ACTIVITY:
Below are lines of data, and only some are wanted. Please repeat exactly those from the line that has "pub fn decode(message: impl" through the line that has "to update stored".

[Stored items]

'''

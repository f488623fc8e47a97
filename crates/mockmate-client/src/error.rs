//! Error taxonomy surfaced by the gateway.

use std::fmt;

use serde::{Deserialize, Serialize};
use serde_json::Value;

/// Categories of gateway errors.
#[derive(Debug, Clone, PartialEq, Eq, Serialize, Deserialize)]
#[serde(rename_all = "snake_case")]
pub enum ApiErrorKind {
    /// The server could not be reached (timeout, DNS, refused, truncated body)
    Network,
    /// Server answered with a non-2xx status other than 401
    Http { status: u16 },
    /// Response body is not valid JSON, or not the expected shape
    Decode,
    /// 401 already handled globally: token cleared, login redirect fired
    SessionExpired,
    /// Invalid client configuration or an unencodable request body
    Config,
    /// Credential store could not be written
    Storage,
}

impl fmt::Display for ApiErrorKind {
    fn fmt(&self, f: &mut fmt::Formatter<'_>) -> fmt::Result {
        match self {
            ApiErrorKind::Network => write!(f, "network"),
            ApiErrorKind::Http { .. } => write!(f, "http_status"),
            ApiErrorKind::Decode => write!(f, "decode"),
            ApiErrorKind::SessionExpired => write!(f, "session_expired"),
            ApiErrorKind::Config => write!(f, "config"),
            ApiErrorKind::Storage => write!(f, "storage"),
        }
    }
}

/// Structured error from the gateway with kind and details.
#[derive(Debug, Clone, Serialize, Deserialize)]
pub struct ApiError {
    /// Error category
    pub kind: ApiErrorKind,
    /// One-line summary suitable for display
    pub message: String,
    /// Optional additional details (e.g., raw response body)
    pub details: Option<String>,
}

impl ApiError {
    pub fn new(kind: ApiErrorKind, message: impl Into<String>) -> Self {
        Self {
            kind,
            message: message.into(),
            details: None,
        }
    }

    #[must_use]
    pub fn with_details(mut self, details: impl Into<String>) -> Self {
        self.details = Some(details.into());
        self
    }

    pub fn network(message: impl Into<String>) -> Self {
        Self::new(ApiErrorKind::Network, message)
    }

    /// Creates an HTTP status error carrying the raw body.
    ///
    /// The backend answers errors as `{"error": "..."}`; when that shape is
    /// present the message is lifted into the summary.
    pub fn http(status: u16, body: &str) -> Self {
        let kind = ApiErrorKind::Http { status };
        let details = (!body.is_empty()).then(|| body.to_string());

        if let Ok(json) = serde_json::from_str::<Value>(body)
            && let Some(msg) = json
                .get("error")
                .or_else(|| json.get("message"))
                .and_then(Value::as_str)
        {
            return Self {
                kind,
                message: format!("HTTP {status}: {msg}"),
                details,
            };
        }

        Self {
            kind,
            message: format!("HTTP {status}"),
            details,
        }
    }

    pub fn decode(message: impl Into<String>) -> Self {
        Self::new(ApiErrorKind::Decode, message)
    }

    pub fn session_expired() -> Self {
        Self::new(
            ApiErrorKind::SessionExpired,
            "Session expired; sign in again",
        )
    }

    pub fn config(message: impl Into<String>) -> Self {
        Self::new(ApiErrorKind::Config, message)
    }

    pub fn storage(err: &anyhow::Error) -> Self {
        Self::new(ApiErrorKind::Storage, "Failed to update stored credential")
            .with_details(format!("{err:#}"))
    }

    /// HTTP status for `Http` errors.
    pub fn status(&self) -> Option<u16> {
        match self.kind {
            ApiErrorKind::Http { status } => Some(status),
            _ => None,
        }
    }

    /// Raw response body for `Http` errors.
    pub fn body(&self) -> Option<&str> {
        match self.kind {
            ApiErrorKind::Http { .. } => self.details.as_deref(),
            _ => None,
        }
    }

    pub fn is_session_expired(&self) -> bool {
        self.kind == ApiErrorKind::SessionExpired
    }
}

impl fmt::Display for ApiError {
    fn fmt(&self, f: &mut fmt::Formatter<'_>) -> fmt::Result {
        write!(f, "{}", self.message)
    }
}

impl std::error::Error for ApiError {}

/// Result type for gateway operations.
pub type ApiResult<T> = std::result::Result<T, ApiError>;

#[cfg(test)]
mod tests {
    use super::*;

    #[test]
    fn test_http_error_lifts_backend_error_message() {
        let err = ApiError::http(400, r#"{"error":"Username is already taken!"}"#);
        assert_eq!(err.status(), Some(400));
        assert_eq!(err.message, "HTTP 400: Username is already taken!");
        assert_eq!(
            err.body(),
            Some(r#"{"error":"Username is already taken!"}"#)
        );
    }

    #[test]
    fn test_http_error_plain_body() {
        let err = ApiError::http(502, "Bad Gateway");
        assert_eq!(err.message, "HTTP 502");
        assert_eq!(err.body(), Some("Bad Gateway"));
    }

    #[test]
    fn test_http_error_empty_body_has_no_details() {
        let err = ApiError::http(404, "");
        assert_eq!(err.kind, ApiErrorKind::Http { status: 404 });
        assert!(err.details.is_none());
    }

    #[test]
    fn test_non_http_errors_have_no_status() {
        assert_eq!(ApiError::network("refused").status(), None);
        assert_eq!(ApiError::decode("bad json").body(), None);
        assert!(ApiError::session_expired().is_session_expired());
        assert!(!ApiError::http(401, "").is_session_expired());
    }
}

'''

PROBLEM SOLUTION:
    pub fn decode(message: impl Into<String>) -> Self {
        Self::new(ApiErrorKind::Decode, message)
    }

    pub fn session_expired() -> Self {
        Self::new(
            ApiErrorKind::SessionExpired,
            "Session expired; sign in again",
        )
    }

    pub fn config(message: impl Into<String>) -> Self {
        Self::new(ApiErrorKind::Config, message)
    }

    pub fn storage(err: &anyhow::Error) -> Self {
        Self::new(ApiErrorKind::Storage, "Failed to update stored credential")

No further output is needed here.